• Input records
=== Begin Enclosure ===

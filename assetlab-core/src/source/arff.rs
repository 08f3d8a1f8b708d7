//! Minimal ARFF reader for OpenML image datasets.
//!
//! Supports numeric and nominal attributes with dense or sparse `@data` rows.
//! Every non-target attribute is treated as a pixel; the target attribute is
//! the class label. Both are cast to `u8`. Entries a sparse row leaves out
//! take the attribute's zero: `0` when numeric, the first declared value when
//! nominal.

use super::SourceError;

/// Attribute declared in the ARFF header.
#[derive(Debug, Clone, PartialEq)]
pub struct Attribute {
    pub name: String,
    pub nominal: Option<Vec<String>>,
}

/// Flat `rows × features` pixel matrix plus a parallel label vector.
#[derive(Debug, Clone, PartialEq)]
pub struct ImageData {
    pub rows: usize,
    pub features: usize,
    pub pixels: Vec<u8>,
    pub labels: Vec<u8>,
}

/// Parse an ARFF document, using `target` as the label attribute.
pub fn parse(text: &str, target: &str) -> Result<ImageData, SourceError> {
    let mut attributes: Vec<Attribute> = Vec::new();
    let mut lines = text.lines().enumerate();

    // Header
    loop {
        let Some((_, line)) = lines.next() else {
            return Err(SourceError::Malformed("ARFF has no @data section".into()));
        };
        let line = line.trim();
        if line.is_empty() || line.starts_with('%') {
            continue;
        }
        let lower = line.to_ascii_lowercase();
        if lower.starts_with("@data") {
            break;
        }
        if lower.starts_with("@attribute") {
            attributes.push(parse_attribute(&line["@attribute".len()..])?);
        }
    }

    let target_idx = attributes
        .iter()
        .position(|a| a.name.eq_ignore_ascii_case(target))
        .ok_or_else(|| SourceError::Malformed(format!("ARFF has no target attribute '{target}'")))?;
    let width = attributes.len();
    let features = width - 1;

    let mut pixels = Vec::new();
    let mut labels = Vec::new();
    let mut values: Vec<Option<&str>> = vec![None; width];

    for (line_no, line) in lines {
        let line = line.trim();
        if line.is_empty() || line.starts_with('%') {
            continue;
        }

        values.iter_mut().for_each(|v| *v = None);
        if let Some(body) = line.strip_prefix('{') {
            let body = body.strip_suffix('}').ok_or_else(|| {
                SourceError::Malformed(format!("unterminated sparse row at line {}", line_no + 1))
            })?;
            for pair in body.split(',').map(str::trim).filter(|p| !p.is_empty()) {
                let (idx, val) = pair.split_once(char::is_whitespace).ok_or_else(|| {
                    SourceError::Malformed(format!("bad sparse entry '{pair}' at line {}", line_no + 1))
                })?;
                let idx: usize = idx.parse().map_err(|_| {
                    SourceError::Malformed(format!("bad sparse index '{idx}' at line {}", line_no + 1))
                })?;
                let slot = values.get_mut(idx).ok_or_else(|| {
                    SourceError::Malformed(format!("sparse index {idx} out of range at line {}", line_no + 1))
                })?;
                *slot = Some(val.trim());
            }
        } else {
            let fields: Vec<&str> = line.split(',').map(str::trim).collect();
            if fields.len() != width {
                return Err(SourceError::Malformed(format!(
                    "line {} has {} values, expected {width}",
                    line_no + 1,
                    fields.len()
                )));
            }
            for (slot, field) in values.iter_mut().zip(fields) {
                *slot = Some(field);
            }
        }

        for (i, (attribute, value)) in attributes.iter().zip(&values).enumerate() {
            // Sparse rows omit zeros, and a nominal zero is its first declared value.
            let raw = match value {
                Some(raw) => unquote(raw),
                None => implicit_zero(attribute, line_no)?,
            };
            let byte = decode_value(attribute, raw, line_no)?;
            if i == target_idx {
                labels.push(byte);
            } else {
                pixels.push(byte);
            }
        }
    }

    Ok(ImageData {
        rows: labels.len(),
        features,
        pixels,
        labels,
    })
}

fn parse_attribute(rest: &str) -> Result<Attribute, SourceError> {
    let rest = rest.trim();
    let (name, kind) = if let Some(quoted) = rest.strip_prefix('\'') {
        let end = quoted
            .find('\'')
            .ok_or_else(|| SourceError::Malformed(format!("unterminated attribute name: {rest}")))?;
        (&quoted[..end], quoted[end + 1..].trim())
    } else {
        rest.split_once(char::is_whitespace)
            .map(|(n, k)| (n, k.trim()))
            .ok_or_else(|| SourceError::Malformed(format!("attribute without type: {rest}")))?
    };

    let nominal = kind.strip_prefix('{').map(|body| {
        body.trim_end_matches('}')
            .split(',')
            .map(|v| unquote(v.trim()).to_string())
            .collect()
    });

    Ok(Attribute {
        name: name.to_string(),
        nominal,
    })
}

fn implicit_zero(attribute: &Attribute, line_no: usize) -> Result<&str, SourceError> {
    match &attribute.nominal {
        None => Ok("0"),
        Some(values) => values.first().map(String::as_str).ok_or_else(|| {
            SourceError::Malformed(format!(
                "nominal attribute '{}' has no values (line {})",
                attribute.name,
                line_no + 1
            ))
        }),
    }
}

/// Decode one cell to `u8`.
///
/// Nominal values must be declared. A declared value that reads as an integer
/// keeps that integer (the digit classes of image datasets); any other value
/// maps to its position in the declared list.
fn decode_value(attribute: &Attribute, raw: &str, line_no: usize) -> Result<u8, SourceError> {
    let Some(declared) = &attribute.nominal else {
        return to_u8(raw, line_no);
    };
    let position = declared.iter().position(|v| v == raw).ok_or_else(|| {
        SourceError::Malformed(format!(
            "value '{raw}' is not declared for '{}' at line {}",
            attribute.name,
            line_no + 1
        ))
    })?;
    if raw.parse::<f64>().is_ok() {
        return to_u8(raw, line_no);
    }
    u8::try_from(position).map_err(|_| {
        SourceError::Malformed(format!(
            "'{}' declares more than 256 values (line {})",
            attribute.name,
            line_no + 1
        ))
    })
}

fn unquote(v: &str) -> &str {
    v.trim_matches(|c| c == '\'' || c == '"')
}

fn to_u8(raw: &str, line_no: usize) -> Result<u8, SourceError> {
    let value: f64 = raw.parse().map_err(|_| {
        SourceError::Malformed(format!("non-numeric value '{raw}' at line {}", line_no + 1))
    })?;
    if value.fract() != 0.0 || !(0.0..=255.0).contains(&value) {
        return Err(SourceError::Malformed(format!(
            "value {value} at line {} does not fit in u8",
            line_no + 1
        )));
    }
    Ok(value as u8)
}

=== End Enclosure ===

• Exercise objective
What is needed is a word-for-word copy of all the records above.

• Written solution
filename assetlab-core/src/source/arff.rs
repository 08f3d8a1f8b708d7
//! Minimal ARFF reader for OpenML image datasets.
//!
//! Supports numeric and nominal attributes with dense or sparse `@data` rows.
//! Every non-target attribute is treated as a pixel; the target attribute is
//! the class label. Both are cast to `u8`. Entries a sparse row leaves out
//! take the attribute's zero: `0` when numeric, the first declared value when
//! nominal.

use super::SourceError;

/// Attribute declared in the ARFF header.
#[derive(Debug, Clone, PartialEq)]
pub struct Attribute {
    pub name: String,
    pub nominal: Option<Vec<String>>,
}

/// Flat `rows × features` pixel matrix plus a parallel label vector.
#[derive(Debug, Clone, PartialEq)]
pub struct ImageData {
    pub rows: usize,
    pub features: usize,
    pub pixels: Vec<u8>,
    pub labels: Vec<u8>,
}

/// Parse an ARFF document, using `target` as the label attribute.
pub fn parse(text: &str, target: &str) -> Result<ImageData, SourceError> {
    let mut attributes: Vec<Attribute> = Vec::new();
    let mut lines = text.lines().enumerate();

    // Header
    loop {
        let Some((_, line)) = lines.next() else {
            return Err(SourceError::Malformed("ARFF has no @data section".into()));
        };
        let line = line.trim();
        if line.is_empty() || line.starts_with('%') {
            continue;
        }
        let lower = line.to_ascii_lowercase();
        if lower.starts_with("@data") {
            break;
        }
        if lower.starts_with("@attribute") {
            attributes.push(parse_attribute(&line["@attribute".len()..])?);
        }
    }

    let target_idx = attributes
        .iter()
        .position(|a| a.name.eq_ignore_ascii_case(target))
        .ok_or_else(|| SourceError::Malformed(format!("ARFF has no target attribute '{target}'")))?;
    let width = attributes.len();
    let features = width - 1;

    let mut pixels = Vec::new();
    let mut labels = Vec::new();
    let mut values: Vec<Option<&str>> = vec![None; width];

    for (line_no, line) in lines {
        let line = line.trim();
        if line.is_empty() || line.starts_with('%') {
            continue;
        }

        values.iter_mut().for_each(|v| *v = None);
        if let Some(body) = line.strip_prefix('{') {
            let body = body.strip_suffix('}').ok_or_else(|| {
                SourceError::Malformed(format!("unterminated sparse row at line {}", line_no + 1))
            })?;
            for pair in body.split(',').map(str::trim).filter(|p| !p.is_empty()) {
                let (idx, val) = pair.split_once(char::is_whitespace).ok_or_else(|| {
                    SourceError::Malformed(format!("bad sparse entry '{pair}' at line {}", line_no + 1))
                })?;
                let idx: usize = idx.parse().map_err(|_| {
                    SourceError::Malformed(format!("bad sparse index '{idx}' at line {}", line_no + 1))
                })?;
                let slot = values.get_mut(idx).ok_or_else(|| {
                    SourceError::Malformed(format!("sparse index {idx} out of range at line {}", line_no + 1))
                })?;
                *slot = Some(val.trim());
            }
        } else {
            let fields: Vec<&str> = line.split(',').map(str::trim).collect();
            if fields.len() != width {
                return Err(SourceError::Malformed(format!(
                    "line {} has {} values, expected {width}",
                    line_no + 1,
                    fields.len()
                )));
            }
            for (slot, field) in values.iter_mut().zip(fields) {
                *slot = Some(field);
            }
        }

        for (i, (attribute, value)) in attributes.iter().zip(&values).enumerate() {
            // Sparse rows omit zeros, and a nominal zero is its first declared value.
            let raw = match value {
                Some(raw) => unquote(raw),
                None => implicit_zero(attribute, line_no)?,
            };
            let byte = decode_value(attribute, raw, line_no)?;
            if i == target_idx {
                labels.push(byte);
            } else {
                pixels.push(byte);
            }
        }
    }

    Ok(ImageData {
        rows: labels.len(),
        features,
        pixels,
        labels,
    })
}

fn parse_attribute(rest: &str) -> Result<Attribute, SourceError> {
    let rest = rest.trim();
    let (name, kind) = if let Some(quoted) = rest.strip_prefix('\'') {
        let end = quoted
            .find('\'')
            .ok_or_else(|| SourceError::Malformed(format!("unterminated attribute name: {rest}")))?;
        (&quoted[..end], quoted[end + 1..].trim())
    } else {
        rest.split_once(char::is_whitespace)
            .map(|(n, k)| (n, k.trim()))
            .ok_or_else(|| SourceError::Malformed(format!("attribute without type: {rest}")))?
    };

    let nominal = kind.strip_prefix('{').map(|body| {
        body.trim_end_matches('}')
            .split(',')
            .map(|v| unquote(v.trim()).to_string())
            .collect()
    });

    Ok(Attribute {
        name: name.to_string(),
        nominal,
    })
}

fn implicit_zero(attribute: &Attribute, line_no: usize) -> Result<&str, SourceError> {
    match &attribute.nominal {
        None => Ok("0"),
        Some(values) => values.first().map(String::as_str).ok_or_else(|| {
            SourceError::Malformed(format!(
                "nominal attribute '{}' has no values (line {})",
                attribute.name,
                line_no + 1
            ))
        }),
    }
}

/// Decode one cell to `u8`.
///
/// Nominal values must be declared. A declared value that reads as an integer
/// keeps that integer (the digit classes of image datasets); any other value
/// maps to its position in the declared list.
fn decode_value(attribute: &Attribute, raw: &str, line_no: usize) -> Result<u8, SourceError> {
    let Some(declared) = &attribute.nominal else {
        return to_u8(raw, line_no);
    };
    let position = declared.iter().position(|v| v == raw).ok_or_else(|| {
        SourceError::Malformed(format!(
            "value '{raw}' is not declared for '{}' at line {}",
            attribute.name,
            line_no + 1
        ))
    })?;
    if raw.parse::<f64>().is_ok() {
        return to_u8(raw, line_no);
    }
    u8::try_from(position).map_err(|_| {
        SourceError::Malformed(format!(
            "'{}' declares more than 256 values (line {})",
            attribute.name,
            line_no + 1
        ))
    })
}

fn unquote(v: &str) -> &str {
    v.trim_matches(|c| c == '\'' || c == '"')
}

fn to_u8(raw: &str, line_no: usize) -> Result<u8, SourceError> {
    let value: f64 = raw.parse().map_err(|_| {
        SourceError::Malformed(format!("non-numeric value '{raw}' at line {}", line_no + 1))
    })?;
    if value.fract() != 0.0 || !(0.0..=255.0).contains(&value) {
        return Err(SourceError::Malformed(format!(
            "value {value} at line {} does not fit in u8",
            line_no + 1
        )));
    }
    Ok(value as u8)
}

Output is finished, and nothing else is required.